Although the bull incident was widely mentioned in the popular media, Delgado believed that his experiment with a female chimpanzee named Paddy was more significant. Paddy was fitted with a stimoceiver linked to a computer that detected the brain signal called a spindle which was emitted by her part of the brain called the amygdala. When the spindle was recognized, the stimoceiver sent a signal to the central gray area of Paddy's brain, producing an 'aversive reaction'. In this case, the aversive reaction was an unpleasant or painful feeling.
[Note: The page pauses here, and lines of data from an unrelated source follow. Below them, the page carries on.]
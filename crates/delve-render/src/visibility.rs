use delve_core::math::{chunk_bounds, chunk_origin};
use delve_core::constants::CHUNK_SIZE;
use delve_core::types::{ChunkKey, GpuMeshHandle};
use glam::Vec3;

use crate::frustum::Frustum;

/// Keep the render-ready chunks whose lattice bounds touch the frustum.
pub fn visible_chunks<I>(ready: I, frustum: &Frustum) -> Vec<(ChunkKey, GpuMeshHandle)>
where
    I: IntoIterator<Item = (ChunkKey, GpuMeshHandle)>,
{
    ready
        .into_iter()
        .filter(|(key, _)| {
            let (min, max) = chunk_bounds(*key);
            frustum.test_aabb(min, max)
        })
        .collect()
}

/// Order chunks nearest-first by the distance from `eye` to each chunk center.
pub fn sort_front_to_back(chunks: &mut [(ChunkKey, GpuMeshHandle)], eye: Vec3) {
    let half = Vec3::splat((CHUNK_SIZE - 1) as f32 * 0.5);
    chunks.sort_by(|(a, _), (b, _)| {
        let da = (chunk_origin(*a) + half).distance_squared(eye);
        let db = (chunk_origin(*b) + half).distance_squared(eye);
        da.total_cmp(&db)
    });
}
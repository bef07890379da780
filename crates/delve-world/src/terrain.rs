use delve_core::constants::{CHUNK_SIZE, OCTAVE_SEED_STRIDE, SAMPLES_PER_CHUNK};
use delve_core::math::{chunk_origin, flat_index, smoothstep};
use delve_core::types::ChunkKey;
use delve_core::TerrainParams;
use std::sync::Arc;

use crate::dispatch::DensitySource;

/// Integer lattice hash. Wrapping multiply-xorshift mixing, so every
/// (ix, iz, seed) triple maps to a fixed 32-bit value on every platform.
pub fn lattice_hash(ix: i32, iz: i32, seed: u32) -> u32 {
    let mut h = (ix as u32)
        .wrapping_mul(0x9E37_79B9)
        .wrapping_add((iz as u32).wrapping_mul(0x517C_C1B7))
        .wrapping_add(seed.wrapping_mul(0x2545_F491));
    h ^= h >> 16;
    h = h.wrapping_mul(0x045D_9F3B);
    h ^= h >> 16;
    h = h.wrapping_mul(0x045D_9F3B);
    h ^= h >> 16;
    h
}

/// Lattice value in [-1, 1). Uses the top 24 bits so the conversion is exact.
fn lattice_value(ix: i32, iz: i32, seed: u32) -> f32 {
    let unit = (lattice_hash(ix, iz, seed) >> 8) as f32 / 16_777_216.0;
    unit * 2.0 - 1.0
}

/// Smooth 2D value noise: bilinear blend of the four surrounding lattice
/// values with smoothstep weights. Returns exactly the lattice value at
/// integer coordinates.
pub fn value_noise_2d(x: f32, z: f32, seed: u32) -> f32 {
    let x0 = x.floor();
    let z0 = z.floor();
    let ix = x0 as i32;
    let iz = z0 as i32;
    let tx = smoothstep(x - x0);
    let tz = smoothstep(z - z0);

    let v00 = lattice_value(ix, iz, seed);
    let v10 = lattice_value(ix.wrapping_add(1), iz, seed);
    let v01 = lattice_value(ix, iz.wrapping_add(1), seed);
    let v11 = lattice_value(ix.wrapping_add(1), iz.wrapping_add(1), seed);

    let near = v00 + (v10 - v00) * tx;
    let far = v01 + (v11 - v01) * tx;
    near + (far - near) * tz
}

/// Fractional Brownian motion over [`value_noise_2d`], normalized by the
/// summed octave amplitudes. Zero octaves yields 0.
pub fn fbm(x: f32, z: f32, params: &TerrainParams) -> f32 {
    let mut sum = 0.0f32;
    let mut norm = 0.0f32;
    let mut amplitude = 1.0f32;
    let mut frequency = 1.0f32;

    for octave in 0..params.octaves {
        let seed = params
            .seed
            .wrapping_add(octave.wrapping_mul(OCTAVE_SEED_STRIDE));
        sum += amplitude * value_noise_2d(x * frequency, z * frequency, seed);
        norm += amplitude;
        amplitude *= params.gain;
        frequency *= params.lacunarity;
    }

    if norm == 0.0 {
        0.0
    } else {
        sum / norm
    }
}

/// Terrain surface altitude at world (x, z).
pub fn height_surface(x: f32, z: f32, params: &TerrainParams) -> f32 {
    params.base_height + params.amplitude * fbm(x * params.world_scale, z * params.world_scale, params)
}

/// Signed density at a world position: negative below the surface (solid),
/// non-negative above it (air).
pub fn density(x: f32, y: f32, z: f32, params: &TerrainParams) -> f32 {
    y - height_surface(x, z, params)
}

/// Fill a chunk's density lattice in flat `x + y*N + z*N^2` order.
/// The height field is evaluated once per column.
pub fn fill_chunk(params: &TerrainParams, key: ChunkKey) -> Vec<f32> {
    let n = CHUNK_SIZE as usize;
    let origin = chunk_origin(key);
    let mut samples = vec![0.0f32; SAMPLES_PER_CHUNK as usize];

    for lz in 0..n {
        for lx in 0..n {
            let wx = origin.x + lx as f32;
            let wz = origin.z + lz as f32;
            let height = height_surface(wx, wz, params);
            for ly in 0..n {
                let wy = origin.y + ly as f32;
                samples[flat_index(lx, ly, lz, n)] = wy - height;
            }
        }
    }

    samples
}

/// Heightmap terrain generator bound to one parameter set.
#[derive(Debug, Clone)]
pub struct TerrainGenerator {
    params: Arc<TerrainParams>,
}

impl TerrainGenerator {
    pub fn new(params: Arc<TerrainParams>) -> Self {
        Self { params }
    }

    pub fn params(&self) -> &Arc<TerrainParams> {
        &self.params
    }

    /// Generate the density lattice for a chunk (CHUNK_SIZE^3 samples).
    pub fn generate_chunk(&self, key: ChunkKey) -> Vec<f32> {
        fill_chunk(&self.params, key)
    }

    /// Surface altitude at world (x, z).
    pub fn height_at(&self, x: f32, z: f32) -> f32 {
        height_surface(x, z, &self.params)
    }

    /// Density at a world position.
    pub fn density_at(&self, x: f32, y: f32, z: f32) -> f32 {
        density(x, y, z, &self.params)
    }
}

impl DensitySource for TerrainGenerator {
    /// Uses the parameter snapshot carried by the job, not the generator's own.
    fn compute_densities(&self, params: &TerrainParams, key: ChunkKey) -> Vec<f32> {
        fill_chunk(params, key)
    }
}
use glam::{Mat4, Vec3, Vec4};

/// Half-space boundary: points with `normal . p + offset >= 0` are inside.
#[derive(Debug, Clone, Copy, PartialEq)]
pub struct Plane {
    pub normal: Vec3,
    pub offset: f32,
}

impl Plane {
    pub fn new(normal: Vec3, offset: f32) -> Self {
        Self { normal, offset }
    }

    /// Plane from a clip-space row combination, scaled to a unit normal.
    /// A degenerate row keeps its zero normal.
    fn from_row(row: Vec4) -> Self {
        let normal = row.truncate();
        let len = normal.length();
        if len > 0.0 {
            Self::new(normal / len, row.w / len)
        } else {
            Self::new(normal, row.w)
        }
    }

    pub fn signed_distance(&self, point: Vec3) -> f32 {
        self.normal.dot(point) + self.offset
    }
}

/// Six clip planes in the order left, right, bottom, top, near, far.
#[derive(Debug, Clone, Copy, PartialEq)]
pub struct Frustum {
    pub planes: [Plane; 6],
}

impl Frustum {
    /// Gribb/Hartmann extraction from a combined view-projection matrix with
    /// zero-to-one clip depth (as built by `Mat4::perspective_rh`).
    pub fn from_view_projection(view_proj: Mat4) -> Self {
        let r0 = view_proj.row(0);
        let r1 = view_proj.row(1);
        let r2 = view_proj.row(2);
        let r3 = view_proj.row(3);

        Self {
            planes: [
                Plane::from_row(r3 + r0),
                Plane::from_row(r3 - r0),
                Plane::from_row(r3 + r1),
                Plane::from_row(r3 - r1),
                Plane::from_row(r2),
                Plane::from_row(r3 - r2),
            ],
        }
    }

    pub fn test_aabb(&self, min: Vec3, max: Vec3) -> bool {
        frustum_test(&self.planes, min, max)
    }

    pub fn contains_point(&self, point: Vec3) -> bool {
        self.planes.iter().all(|p| p.signed_distance(point) >= 0.0)
    }
}

/// Conservative box test. A box is rejected only when its positive vertex
/// (the corner furthest along a plane's normal) lies outside some plane, so
/// partially visible boxes always pass.
pub fn frustum_test(planes: &[Plane], min: Vec3, max: Vec3) -> bool {
    planes.iter().all(|plane| {
        let positive = Vec3::select(plane.normal.cmpge(Vec3::ZERO), max, min);
        plane.signed_distance(positive) >= 0.0
    })
}
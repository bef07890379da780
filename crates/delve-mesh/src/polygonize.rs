//! Marching Cubes surface extraction over a density lattice.
//!
//! Density is negative inside solid and positive in air. Each of the
//! (N-1)^3 cells is classified by which corners lie below the iso-level,
//! vertices are placed on crossed edges by linear interpolation, and
//! normals come from central-difference gradients at the lattice points.

use glam::Vec3;

use delve_core::constants::CHUNK_SIZE;
use delve_core::math::flat_index;
use delve_core::Chunk;

use crate::mesh::Mesh;
use crate::tables::{CORNER_OFFSETS, EDGE_CORNERS, EDGE_TABLE, TRI_END, TRI_TABLE};

/// Extract the iso-surface of a chunk. An unpopulated chunk reads as uniform
/// air and yields an empty mesh.
pub fn polygonize(chunk: &Chunk, iso_level: f32) -> Mesh {
    match chunk.samples() {
        Some(samples) => polygonize_lattice(samples, CHUNK_SIZE as usize, iso_level),
        None => Mesh::new(),
    }
}

/// Extract the iso-surface of an arbitrary cubic lattice with `edge` samples
/// per axis, laid out `x + y*edge + z*edge^2`.
///
/// A lattice whose length doesn't match `edge^3`, or with fewer than two
/// samples per axis, yields an empty mesh.
pub fn polygonize_lattice(samples: &[f32], edge: usize, iso_level: f32) -> Mesh {
    let mut mesh = Mesh::new();
    if edge < 2 || samples.len() != edge * edge * edge {
        log::warn!(
            "Skipping malformed lattice: {} samples for edge {}",
            samples.len(),
            edge
        );
        return mesh;
    }

    let lattice = Lattice { samples, edge };
    let cells = edge - 1;
    for z in 0..cells {
        for y in 0..cells {
            for x in 0..cells {
                lattice.polygonize_cell([x, y, z], iso_level, &mut mesh);
            }
        }
    }
    mesh
}

#[derive(Debug, Clone, Copy, Default)]
struct EdgeVertex {
    position: Vec3,
    normal: Vec3,
}

struct Lattice<'a> {
    samples: &'a [f32],
    edge: usize,
}

impl Lattice<'_> {
    #[inline]
    fn at(&self, x: usize, y: usize, z: usize) -> f32 {
        self.samples[flat_index(x, y, z, self.edge)]
    }

    /// Central-difference gradient, one-sided at the lattice boundary.
    /// Points toward increasing density, i.e. from solid into air.
    fn gradient(&self, [x, y, z]: [usize; 3]) -> Vec3 {
        let last = self.edge - 1;
        Vec3::new(
            self.at((x + 1).min(last), y, z) - self.at(x.saturating_sub(1), y, z),
            self.at(x, (y + 1).min(last), z) - self.at(x, y.saturating_sub(1), z),
            self.at(x, y, (z + 1).min(last)) - self.at(x, y, z.saturating_sub(1)),
        )
    }

    fn polygonize_cell(&self, cell: [usize; 3], iso_level: f32, mesh: &mut Mesh) {
        let corners: [[usize; 3]; 8] = CORNER_OFFSETS
            .map(|[dx, dy, dz]| [cell[0] + dx, cell[1] + dy, cell[2] + dz]);

        let mut values = [0.0f32; 8];
        let mut case_index = 0usize;
        for (i, [x, y, z]) in corners.iter().copied().enumerate() {
            values[i] = self.at(x, y, z);
            if values[i] < iso_level {
                case_index |= 1 << i;
            }
        }

        let edge_mask = EDGE_TABLE[case_index];
        if edge_mask == 0 {
            return;
        }

        let mut vertices = [EdgeVertex::default(); 12];
        for (edge, [a, b]) in EDGE_CORNERS.iter().copied().enumerate() {
            if edge_mask & (1 << edge) == 0 {
                continue;
            }
            let t = crossing(values[a], values[b], iso_level);
            let pa = corner_position(corners[a]);
            let pb = corner_position(corners[b]);
            let na = self.gradient(corners[a]).normalize_or_zero();
            let nb = self.gradient(corners[b]).normalize_or_zero();
            vertices[edge] = EdgeVertex {
                position: pa.lerp(pb, t),
                normal: na.lerp(nb, t).normalize_or_zero(),
            };
        }

        for tri in TRI_TABLE[case_index]
            .chunks_exact(3)
            .take_while(|tri| tri[0] != TRI_END)
        {
            let [v0, v1, v2] = [tri[0], tri[1], tri[2]].map(|e| vertices[e as usize]);
            mesh.push_triangle(
                [v0.position, v1.position, v2.position],
                [v0.normal, v1.normal, v2.normal],
            );
        }
    }
}

fn corner_position([x, y, z]: [usize; 3]) -> Vec3 {
    Vec3::new(x as f32, y as f32, z as f32)
}

/// Fraction along an edge where density crosses the iso-level. Exactly 0 or 1
/// when an endpoint sits on the iso-level; 0.5 when both endpoints are equal.
fn crossing(a: f32, b: f32, iso_level: f32) -> f32 {
    if a == iso_level {
        return 0.0;
    }
    if b == iso_level {
        return 1.0;
    }
    let delta = b - a;
    if delta == 0.0 {
        return 0.5;
    }
    ((iso_level - a) / delta).clamp(0.0, 1.0)
}
pub mod chunk_map;
pub mod dispatch;
pub mod error;
pub mod record;
pub mod state_machine;
pub mod streaming;
pub mod terrain;
pub mod upload;

#[cfg(test)]
mod test_support;

use std::collections::{HashSet, VecDeque};
use std::sync::Arc;
use std::time::Instant;

use chunk_map::{ChunkMap, StateCounts};
use delve_core::math::world_to_chunk;
use delve_core::types::{ChunkKey, GpuMeshHandle, JobId};
use delve_core::{Settings, StreamerConfig, TerrainParams};
use glam::{IVec3, Vec3};
use record::{ChunkRecord, ChunkState};
use state_machine::UploadOutcome;
use streaming::StreamingPolicy;

pub use dispatch::{DensitySource, InlineDispatcher, JobCompletion, JobDispatcher, PopulateJob, WorkerPool};
pub use error::StreamError;
pub use terrain::TerrainGenerator;
pub use upload::{MeshUploader, UploadError};

/// Snapshot of scheduler progress.
#[derive(Debug, Clone, Copy, Default, PartialEq, Eq)]
pub struct StreamStats {
    pub states: StateCounts,
    /// Dispatched jobs not yet polled back.
    pub in_flight: usize,
    /// Keys waiting in the work queue.
    pub queued: usize,
    /// Uploads the uploader asked to retry, over the streamer's lifetime.
    pub deferred_uploads: u64,
    /// Tracked records whose upload failed fatally.
    pub failed_uploads: u32,
}

/// Primary public struct for the delve-world crate.
///
/// Tracks chunk records around a moving camera and advances each one through
/// `Empty -> Populating -> Meshed -> Uploading -> Uploaded`. Generation and
/// meshing run through the dispatcher; uploads go through the uploader and
/// are rate-limited per pass. Only the owning thread mutates records.
pub struct TerrainStreamer<D: JobDispatcher, U: MeshUploader> {
    params: Arc<TerrainParams>,
    config: StreamerConfig,
    policy: StreamingPolicy,
    chunk_map: ChunkMap,
    queue: VecDeque<ChunkKey>,
    dispatcher: D,
    uploader: U,
    next_job_id: u64,
    center: ChunkKey,
    deferred_uploads: u64,
}

impl<U: MeshUploader> TerrainStreamer<WorkerPool, U> {
    /// Streamer backed by a rayon worker pool running the noise generator.
    pub fn with_worker_pool(settings: &Settings, uploader: U) -> Result<Self, StreamError> {
        let params = Arc::new(settings.terrain.clone());
        let source: Arc<dyn DensitySource> = Arc::new(TerrainGenerator::new(Arc::clone(&params)));
        let pool = WorkerPool::new(source, settings.streaming.worker_threads)?;
        Ok(Self::new(params, settings.streaming.clone(), pool, uploader))
    }
}

impl<D: JobDispatcher, U: MeshUploader> TerrainStreamer<D, U> {
    pub fn new(params: Arc<TerrainParams>, config: StreamerConfig, dispatcher: D, uploader: U) -> Self {
        log::info!(
            "Terrain streamer: seed {}, {} octaves, vertical {:?}, {} uploads/pass",
            params.seed,
            params.octaves,
            config.vertical,
            config.uploads_per_pass
        );
        Self {
            params,
            policy: StreamingPolicy::new(config.vertical),
            config,
            chunk_map: ChunkMap::new(),
            queue: VecDeque::new(),
            dispatcher,
            uploader,
            next_job_id: 0,
            center: IVec3::ZERO,
            deferred_uploads: 0,
        }
    }

    /// Re-center the streaming neighborhood on `center`.
    ///
    /// New keys get `Empty` records and are enqueued; kept records are
    /// touched; records outside the neighborhood are evicted immediately and
    /// their GPU handles released. Calling again with the same input changes
    /// nothing.
    pub fn update_target(&mut self, center: Vec3, radius: u32, frame: u64) {
        let radius = StreamingPolicy::clamp_radius(radius);
        let center_key = world_to_chunk(center);
        self.center = center_key;

        let policy = self.policy;
        let evicted = self
            .chunk_map
            .drain_where_not(|key| policy.contains(center_key, radius, *key));
        let evicted_count = evicted.len();
        if !evicted.is_empty() {
            let gone: HashSet<ChunkKey> = evicted.iter().map(|r| r.key).collect();
            self.queue.retain(|key| !gone.contains(key));
            for record in evicted {
                state_machine::evict(record, &mut self.uploader);
            }
        }

        let mut created = 0usize;
        for key in policy.neighborhood(center_key, radius) {
            if self.chunk_map.track(key, frame) {
                ensure_enqueued(&mut self.chunk_map, &mut self.queue, key);
                created += 1;
            }
        }

        if created > 0 || evicted_count > 0 {
            log::debug!(
                "Target {} r={} frame {}: +{} -{} ({} tracked)",
                center_key,
                radius,
                frame,
                created,
                evicted_count,
                self.chunk_map.len()
            );
        }
    }

    /// Advance pending work until the queue empties or `deadline` passes.
    ///
    /// Completions are always applied first, then every non-terminal record
    /// is made sure to be queued. A fatal upload failure aborts the pass; the
    /// failed record is never offered again, while keys still queued behind it
    /// stay queued for the next pass.
    pub fn process_until(&mut self, deadline: Instant) -> Result<(), StreamError> {
        for completion in self.dispatcher.poll()? {
            if let Some(key) = state_machine::apply_completion(&mut self.chunk_map, completion) {
                ensure_enqueued(&mut self.chunk_map, &mut self.queue, key);
            }
        }

        let center = self.center;
        let mut pending: Vec<ChunkKey> = self
            .chunk_map
            .iter()
            .filter(|(_, record)| !record.is_terminal() && !record.queued)
            .map(|(key, _)| *key)
            .collect();
        pending.sort_by_key(|key| streaming::priority(center, *key));
        for key in pending {
            ensure_enqueued(&mut self.chunk_map, &mut self.queue, key);
        }

        let mut uploads_left = self.config.uploads_per_pass;
        while Instant::now() < deadline {
            let Some(key) = self.queue.pop_front() else {
                break;
            };
            let Some(record) = self.chunk_map.get_mut(&key) else {
                continue;
            };
            record.queued = false;

            match record.state {
                ChunkState::Empty => {
                    self.next_job_id += 1;
                    let job_id = JobId(self.next_job_id);
                    state_machine::begin_populate(record, job_id);
                    self.dispatcher.dispatch(PopulateJob {
                        key,
                        job_id,
                        params: Arc::clone(&self.params),
                        iso_level: self.config.iso_level,
                    });
                }
                ChunkState::Meshed if uploads_left > 0 && !record.upload_failed => {
                    uploads_left -= 1;
                    if state_machine::upload_mesh(record, &mut self.uploader)?
                        == UploadOutcome::Deferred
                    {
                        self.deferred_uploads += 1;
                    }
                }
                // Waiting on a job, out of upload slots, or done.
                _ => {}
            }
        }
        Ok(())
    }

    /// Chunks whose meshes are resident, with their handles.
    pub fn render_ready_chunks(&self) -> impl Iterator<Item = (ChunkKey, GpuMeshHandle)> + '_ {
        self.chunk_map
            .iter()
            .filter(|(_, record)| record.is_render_ready())
            .filter_map(|(key, record)| record.gpu_handle.map(|handle| (*key, handle)))
    }

    pub fn stats(&self) -> StreamStats {
        StreamStats {
            states: self.chunk_map.state_counts(),
            in_flight: self.dispatcher.in_flight(),
            queued: self.queue.len(),
            deferred_uploads: self.deferred_uploads,
            failed_uploads: self.chunk_map.iter().filter(|(_, r)| r.upload_failed).count() as u32,
        }
    }

    pub fn record(&self, key: ChunkKey) -> Option<&ChunkRecord> {
        self.chunk_map.get(&key)
    }

    pub fn len(&self) -> usize {
        self.chunk_map.len()
    }

    pub fn is_empty(&self) -> bool {
        self.chunk_map.is_empty()
    }

    pub fn params(&self) -> &Arc<TerrainParams> {
        &self.params
    }

    pub fn config(&self) -> &StreamerConfig {
        &self.config
    }

    /// Chunk key of the last target center.
    pub fn center(&self) -> ChunkKey {
        self.center
    }

    pub fn dispatcher(&self) -> &D {
        &self.dispatcher
    }

    pub fn dispatcher_mut(&mut self) -> &mut D {
        &mut self.dispatcher
    }

    pub fn uploader(&self) -> &U {
        &self.uploader
    }

    pub fn uploader_mut(&mut self) -> &mut U {
        &mut self.uploader
    }

    /// Evict every record and release all GPU handles.
    pub fn release_all(&mut self) {
        let records = self.chunk_map.drain_all();
        if !records.is_empty() {
            log::debug!("Releasing {} chunk records", records.len());
        }
        self.queue.clear();
        for record in records {
            state_machine::evict(record, &mut self.uploader);
        }
    }
}
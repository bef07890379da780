pub mod report;
pub mod runner;
pub mod scenes;
//! Host-side rendering support: frustum culling of streamed chunks and a
//! CPU mesh arena that owns uploaded chunk meshes.

pub mod arena;
pub mod camera;
pub mod frustum;
pub mod visibility;

pub use arena::{ArenaStats, IndexBuffer, MeshArena, MeshVertex, ResidentMesh};
pub use camera::FlyCamera;
pub use frustum::{frustum_test, Frustum, Plane};
pub use visibility::{sort_front_to_back, visible_chunks};
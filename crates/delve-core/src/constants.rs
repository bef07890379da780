//! Single source of truth for shared constants.
//! The chunk edge is fixed for the lifetime of the process; every lattice,
//! key conversion and mesh bound derives from it.

/// Side length of a chunk in density samples.
pub const CHUNK_SIZE: u32 = 16;

/// Total density samples per chunk (16^3).
pub const SAMPLES_PER_CHUNK: u32 = CHUNK_SIZE * CHUNK_SIZE * CHUNK_SIZE;

/// Density value the renderable surface sits on.
pub const DEFAULT_ISO_LEVEL: f32 = 0.0;

/// Density reported for lattice points of a chunk that has no storage yet.
/// Non-negative, so an unpopulated chunk reads as open air.
pub const EMPTY_DENSITY: f32 = 0.0;

/// Mesh uploads performed per scheduling pass unless configured otherwise.
pub const DEFAULT_UPLOADS_PER_PASS: u32 = 1;

/// Horizontal streaming radius in chunks unless configured otherwise.
pub const DEFAULT_STREAM_RADIUS: u32 = 4;

/// Largest horizontal radius accepted by settings validation.
/// (2 * 64 + 1)^2 keeps a single layer under 17K records.
pub const MAX_STREAM_RADIUS: u32 = 64;

/// Most chunk layers a vertical extent may keep resident.
pub const MAX_VERTICAL_LAYERS: u32 = 16;

/// Seed offset applied per FBM octave so layers are decorrelated.
pub const OCTAVE_SEED_STRIDE: u32 = 1013;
The result of the aversive reaction to the stimulus was a negative feedback to the brain.[13] Within hours her brain was producing fewer spindles as a result of the negative feedback.[14] As a result, Paddy became “quieter, less attentive and less motivated during behavioral testing”. Although Paddy's reaction was not exactly ideal, Delgado hypothesized that the method used on Paddy could be used on others to stop panic attacks, seizures, and other disorders controlled by certain signals within the brain.[15]